La physiologie du jeu Avant d’aller dans les détails, il est utile d’expliquer les phénomènes impliqués dans la dépendance, le jeu pathologique, et ici nous devons faire une petite introduction sur les neurotransmetteurs impliqués, en particulier, aussi dans cette forme d’addiction. Dans notre corps, en fait, une impulsion nerveuse, il est possible que la présence de ces substances peuvent créer la connexion entre les deux structures différentes du système nerveux. Le plus connu des neurotransmetteurs sont l’acétylcholine, la noradrénaline, la dopamine, la sérotonine. Lorsque dans les synapses, qui sont l’espace intermédiaire entre les deux cellules nerveuses, ce qui vient dans la stimulation, appropriés, sont libérés neutrosmettitori qui va corriger où il est nécessaire que le stress d’une fonction particulière, par exemple, la sécrétion des glandes; rempli sa fonction, le neurotransmetteur est dégradée par des enzymes spécifiques. Depuis les neurotransmetteurs sont également impliqués dans ce délicat mécanisme qui régule le plaisir, même physique,le jeu pathologique sont des jeux de hasard, entrer dans le jeu serait d’au moins trois substances impliquées dans le phénomène, la noradrénaline, de blâme l’attitude de l’individu à s’adapter à la situation de temps à autre, proposé, de la sérotonine, responsable pour ne pas être en mesure de le faire sans le jeu, sans souffrance, à la vue de la charge offerte par cette substance, la dopamine, qui serait impliqué dans la dépendance au jeu, y compris la participation du système limbique, la partie du système nerveux responsable du traitement des émotions, et qui devient partie intégrante de la mémoire, évoquant en eux les émotions; le mauvais fonctionnement de ce système serait en mouvement en modifiant le “système de récompense”, et, par conséquent, le jeu pathologique est pas en mesure de tirer du plaisir si ce n’est avec émotions au-dessus d’un certain seuil, ou des émotions très fortes, comme le risque de perdre du patrimoine ou qui souhaitent conquérir.

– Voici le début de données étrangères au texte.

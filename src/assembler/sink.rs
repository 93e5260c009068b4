use std::collections::HashMap;
use std::sync::atomic::{AtomicBool, Ordering};

use async_trait::async_trait;
use parking_lot::Mutex;
use tracing::debug;
use uuid::Uuid;

use crate::request::{RequestRecord, RequestStatus, StatusTransitionError};

use super::{PricingOutcome, SinkError};

#[async_trait]
/// Persistence boundary for finished outcomes and request status changes.
pub trait ResultSink: Send + Sync {
    /// Appends a status change. Implementations must reject a write that reopens a
    /// finished request or restarts one already in flight.
    async fn record_status(&self, record: &RequestRecord) -> Result<(), SinkError>;

    /// Most recent status record for the request, if any was written.
    async fn latest_record(&self, request_id: Uuid) -> Result<Option<RequestRecord>, SinkError>;

    async fn stored_outcome(&self, request_id: Uuid) -> Result<Option<PricingOutcome>, SinkError>;

    /// Stores the outcome. Implementations must reject a second, different outcome for
    /// the same request id.
    async fn record_outcome(&self, outcome: &PricingOutcome) -> Result<(), SinkError>;
}

#[derive(Default)]
/// In-memory sink. Replaying an identical outcome is accepted; a different one is not.
pub struct MemoryResultSink {
    outcomes: Mutex<HashMap<Uuid, PricingOutcome>>,
    statuses: Mutex<HashMap<Uuid, Vec<RequestRecord>>>,
    unavailable: AtomicBool,
}

impl MemoryResultSink {
    pub fn new() -> Self {
        Self::default()
    }

    pub fn outcome(&self, request_id: Uuid) -> Option<PricingOutcome> {
        self.outcomes.lock().get(&request_id).cloned()
    }

    pub fn outcome_count(&self) -> usize {
        self.outcomes.lock().len()
    }

    /// Every status record written for the request, oldest first.
    pub fn status_history(&self, request_id: Uuid) -> Vec<RequestRecord> {
        self.statuses
            .lock()
            .get(&request_id)
            .cloned()
            .unwrap_or_default()
    }

    pub fn latest_status(&self, request_id: Uuid) -> Option<RequestStatus> {
        self.statuses
            .lock()
            .get(&request_id)
            .and_then(|history| history.last())
            .map(|record| record.status)
    }

    pub fn set_unavailable(&self, unavailable: bool) {
        self.unavailable.store(unavailable, Ordering::Release);
    }

    fn check_available(&self) -> Result<(), SinkError> {
        if self.unavailable.load(Ordering::Acquire) {
            return Err(SinkError::Unavailable {
                reason: "sink marked unavailable".to_string(),
            });
        }
        Ok(())
    }
}

#[async_trait]
impl ResultSink for MemoryResultSink {
    async fn record_status(&self, record: &RequestRecord) -> Result<(), SinkError> {
        self.check_available()?;
        let mut statuses = self.statuses.lock();
        let history = statuses.entry(record.request_id).or_default();
        if let Some(last) = history.last() {
            let reopens = last.status.is_terminal()
                || record.status == RequestStatus::Pending
                || record.status == last.status;
            if reopens {
                return Err(StatusTransitionError {
                    request_id: record.request_id,
                    from: last.status,
                    to: record.status,
                }
                .into());
            }
        }
        history.push(record.clone());
        Ok(())
    }

    async fn latest_record(&self, request_id: Uuid) -> Result<Option<RequestRecord>, SinkError> {
        self.check_available()?;
        Ok(self
            .statuses
            .lock()
            .get(&request_id)
            .and_then(|history| history.last().cloned()))
    }

    async fn stored_outcome(&self, request_id: Uuid) -> Result<Option<PricingOutcome>, SinkError> {
        self.check_available()?;
        Ok(self.outcomes.lock().get(&request_id).cloned())
    }

    async fn record_outcome(&self, outcome: &PricingOutcome) -> Result<(), SinkError> {
        self.check_available()?;
        let mut outcomes = self.outcomes.lock();
        match outcomes.get(&outcome.request_id) {
            Some(existing) if existing == outcome => {
                debug!(request_id = %outcome.request_id, "Identical outcome replayed");
                Ok(())
            }
            Some(_) => Err(SinkError::AlreadyRecorded {
                request_id: outcome.request_id,
            }),
            None => {
                outcomes.insert(outcome.request_id, outcome.clone());
                Ok(())
            }
        }
    }
}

La thérapie Le soin de la toxicomanie de jeu, quelle que soit la forme sous laquelle elle est due, est confiée à des spécialistes, psychiatres, avec l’aide, précieuse, les psychologues, le dernier important de rétablir une situation normale par la vérification pour voir si autour de l’objet, il y a des modifications, telles que l’inconfort non résolu, ou si elles doivent être rétablies dans le contexte familial ou social du patient. Le psychiatre, au lieu de cela, rend l’utilisation moderne de la thérapie de drogue avec l’utilisation de substances, utilisé pour traiter les formes de dépression, parfois avec d’autres pharmacologiques des installations telles que les stabilisateurs de l’humeur, puisque, dans ces matières, il n’est pas rare de trouver, dans le même temps, les formes d’une série de dépression du trouble bipolaire à être traité dans les plus brefs délais, alors comment est-il possible que le jeu pathologique, est lui-même l’expression d’une certaine forme de dépression ont également augmenté.

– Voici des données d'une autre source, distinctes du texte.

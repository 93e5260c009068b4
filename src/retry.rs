//! Bounded exponential backoff for collaborator clients.
//!
//! Only the network-facing clients ([`crate::embedding::HttpEmbedder`],
//! [`crate::arbitration::GenaiArbiter`]) retry. Pipeline stages and the pricing
//! calculator never do.

use std::future::Future;
use std::time::Duration;

use tracing::warn;

pub const DEFAULT_MAX_ATTEMPTS: u32 = 3;
pub const DEFAULT_BASE_DELAY: Duration = Duration::from_millis(500);
pub const DEFAULT_MAX_DELAY: Duration = Duration::from_secs(8);

#[derive(Debug, Clone, Copy, PartialEq, Eq)]
pub struct RetryPolicy {
    /// Total attempts, including the first one. `1` disables retries.
    pub max_attempts: u32,
    pub base_delay: Duration,
    pub max_delay: Duration,
}

impl Default for RetryPolicy {
    fn default() -> Self {
        Self {
            max_attempts: DEFAULT_MAX_ATTEMPTS,
            base_delay: DEFAULT_BASE_DELAY,
            max_delay: DEFAULT_MAX_DELAY,
        }
    }
}

impl RetryPolicy {
    pub fn none() -> Self {
        Self {
            max_attempts: 1,
            ..Default::default()
        }
    }

    /// Delay before retry number `retry` (1-based): base, 2×base, 4×base … capped.
    pub fn delay_for(&self, retry: u32) -> Duration {
        let exp = retry.saturating_sub(1).min(16);
        self.base_delay
            .saturating_mul(1u32 << exp)
            .min(self.max_delay)
    }

    /// Runs `op` until it succeeds, returns a non-transient error, or attempts run out.
    pub async fn run<T, E, F, Fut>(
        &self,
        label: &str,
        is_transient: impl Fn(&E) -> bool,
        mut op: F,
    ) -> Result<T, E>
    where
        F: FnMut() -> Fut,
        Fut: Future<Output = Result<T, E>>,
        E: std::fmt::Display,
    {
        let attempts = self.max_attempts.max(1);
        let mut attempt = 0u32;
        loop {
            attempt += 1;
            match op().await {
                Ok(value) => return Ok(value),
                Err(err) if attempt < attempts && is_transient(&err) => {
                    let delay = self.delay_for(attempt);
                    warn!(
                        label,
                        attempt,
                        delay_ms = delay.as_millis() as u64,
                        error = %err,
                        "Transient collaborator failure, retrying"
                    );
                    tokio::time::sleep(delay).await;
                }
                Err(err) => return Err(err),
            }
        }
    }
}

En conclusion, le jeu pathologique est une personne physique et doit être traitée avec attention les détails qui ne sont pas indépendantes, comme nous l’avons vu, par l’apport de la psychologie moderne, la pharmacothérapie, et de la psychiatrie, qui ont recours à l’apparition de ces conditions qui nous conduisent à penser que nous sommes face à un individu dont l’addiction au jeu est de nature à provoquer de graves troubles mentaux lorsqu’il n’est pas en mesure de répondre à ce besoin.

Un soin qui, souvent, ont commis des familles, et qui nécessite, pour les malades, tous les de la collaboration et de la conscience d’être dans un stade pathologique, qui exige des périodes de soins de longue durée, où il y a un plus grand succès thérapeutique, lorsque le plus élevé sont les motivations qui induisent la personne malade pour obtenir un traitement, et où, malheureusement, avec les formes de la totale guérison, il y a aussi des formes de la série des rechutes, des échecs thérapeutiques qui peuvent mettre en péril le travail des spécialistes.